Date: 2015-09-02
Type of information: Submission of a clinical trial application
phase: 1
Announcement: submission of a clinical trial application
Company: Dicerna Pharmaceuticals (USA - MA)
Product: DCR-PH1 - synthetic double-stranded (hybridized duplex) ribonucleic acid oligonucleotide specific to hydroxyacid oxidase 1 gene
Action
mechanism: RNAi/oligonucleotide . DCR-PH1 is engineered to address the pathology of primary hyperoxaluria type 1 by targeting and destroying the messenger RNA (mRNA) produced by HAO1, a gene implicated in the pathogenesis of PH1. HAO1 encodes glycolate oxidase, a protein involved in producing oxalate. By reducing oxalate production, this approach seeks to prevent the complications of primary hyperoxaluria type 1. DCR-PH1 incorporates a proprietary, lipid nanoparticle (LNP) technology which allows it to be efficiently delivered to the liver after intravenous (IV) administration. Dicerna obtained rights to this delivery technology by way of a licensing agreement signed in November 2014 with Arbutus Biopharma Corporation, formerly Tekmira Pharmaceuticals Corporation. In preclinical studies, DCR-PH1 has been shown to induce potent and long-term inhibition of HAO1 and to significantly reduce levels of urinary oxalate, while demonstrating long-term efficacy and tolerability in animal models of primary hyperoxaluria type 1.
Disease: primary hyperoxaluria type 1 (PH1)

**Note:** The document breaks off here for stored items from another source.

/******************************************************************************
   Author: Joaquín Béjar García
   Email: jb@taunais.com
   Date: 17/10/26
******************************************************************************/

use crate::application::config::{Config, DecodeConfig};
use crate::error::{AppError, AppResult};
use crate::model::responses::{
    ApiError, ApiErrorResponse, DataResponse, ItemsResponse, Pagination,
};
use crate::presentation::serialization::is_malformed_number_message;
use serde::de::DeserializeOwned;
use serde_json::error::Category;
use std::any::type_name;
use std::io::Read;
use tracing::{debug, error, warn};

/// Turns raw response bodies into models
///
/// Error envelopes are reported as [`AppError::Api`], malformed lenient
/// numbers as [`AppError::MalformedNumber`] and any other JSON problem as
/// [`AppError::Json`]. Holds only immutable settings, so a single decoder can
/// be shared between threads.
#[derive(Debug, Clone, Default)]
pub struct ResponseDecoder {
    config: DecodeConfig,
}

impl ResponseDecoder {
    /// Creates a decoder with the given settings
    pub fn new(config: DecodeConfig) -> Self {
        Self { config }
    }

    /// Creates a decoder from the decoding section of the library configuration
    pub fn from_config(config: &Config) -> Self {
        Self::new(config.decode.clone())
    }

    /// Settings in use
    pub fn config(&self) -> &DecodeConfig {
        &self.config
    }

    /// Decodes a body into `T` as-is
    ///
    /// # Errors
    /// See the type level documentation
    pub fn decode<T: DeserializeOwned>(&self, body: &[u8]) -> AppResult<T> {
        let target = type_name::<T>();
        debug!("Decoding {} bytes into {}", body.len(), target);

        if body.iter().all(u8::is_ascii_whitespace) {
            error!("Cannot decode {} from an empty body", target);
            return Err(AppError::Deserialization(format!(
                "empty response body for {target}"
            )));
        }

        if mentions_error_key(body) {
            if let Some(api_error) = detect_api_error(body) {
                return Err(api_failure(api_error, target));
            }
        }

        serde_json::from_slice::<T>(body).map_err(|e| self.decode_error(e, body, target))
    }

    /// Reads a whole body from `reader`, then decodes it like [`Self::decode`]
    ///
    /// # Errors
    /// [`AppError::Io`] when reading fails, otherwise as [`Self::decode`]
    pub fn decode_reader<T: DeserializeOwned, R: Read>(&self, mut reader: R) -> AppResult<T> {
        let mut body = Vec::new();
        reader.read_to_end(&mut body)?;
        self.decode(&body)
    }

    /// Decodes a `{"data": ...}` envelope and returns its payload
    ///
    /// # Errors
    /// See the type level documentation
    pub fn decode_data<T: DeserializeOwned>(&self, body: &[u8]) -> AppResult<T> {
        self.decode::<DataResponse<T>>(body)
            .map(|response| response.data)
    }

    /// Decodes a `{"data": {"items": [...]}}` envelope
    ///
    /// # Returns
    /// The items together with the paging state, when the endpoint is paginated
    ///
    /// # Errors
    /// See the type level documentation
    pub fn decode_items<T: DeserializeOwned>(
        &self,
        body: &[u8],
    ) -> AppResult<(Vec<T>, Option<Pagination>)> {
        let response = self.decode::<ItemsResponse<T>>(body)?;
        debug!(
            "Decoded {} items, has next page: {}",
            response.len(),
            response.pagination.as_ref().is_some_and(Pagination::has_next)
        );
        Ok((response.data.items, response.pagination))
    }

    fn decode_error(&self, e: serde_json::Error, body: &[u8], target: &str) -> AppError {
        if self.config.log_payload_on_error {
            error!(
                "Failed to decode {}: {} | payload: {}",
                target,
                e,
                payload_excerpt(body, self.config.max_logged_payload_bytes)
            );
        } else {
            error!("Failed to decode {}: {}", target, e);
        }
        classify_error(e)
    }
}

/// Only bodies containing an `"error"` key token can be error envelopes
fn mentions_error_key(body: &[u8]) -> bool {
    const KEY: &[u8] = b"\"error\"";
    body.windows(KEY.len()).any(|window| window == KEY)
}

fn api_failure(api_error: ApiError, target: &str) -> AppError {
    warn!(
        "API returned an error instead of {}: {:?} {}",
        target, api_error.code, api_error.message
    );
    AppError::Api {
        code: api_error.code,
        message: api_error.message,
    }
}

fn detect_api_error(body: &[u8]) -> Option<ApiError> {
    serde_json::from_slice::<ApiErrorResponse>(body)
        .ok()
        .map(|response| response.error)
}

fn classify_error(e: serde_json::Error) -> AppError {
    let message = e.to_string();
    if e.classify() == Category::Data && is_malformed_number_message(&message) {
        AppError::MalformedNumber(message)
    } else {
        AppError::Json(e)
    }
}

/// Returns at most `max_bytes` of the payload as text, cut on a character boundary
pub fn payload_excerpt(body: &[u8], max_bytes: usize) -> String {
    let text = String::from_utf8_lossy(body);
    if text.len() <= max_bytes {
        return text.into_owned();
    }
    let mut end = max_bytes;
    while !text.is_char_boundary(end) {
        end -= 1;
    }
    format!("{}... ({} bytes total)", &text[..end], body.len())
}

Therapeutic area: Rare diseases - Genetic diseases - Kidney diseases
Country: USA
Trial details:
Latest
news: * On September 2, 2015, Dicerna Pharmaceuticals, a leading developer of RNA interference (RNAi) therapeutics, announced the submission of an investigational new drug (IND) application to the FDA for DCR-PH1, the company\'s therapeutic candidate for the treatment of primary hyperoxaluria type 1 (PH1).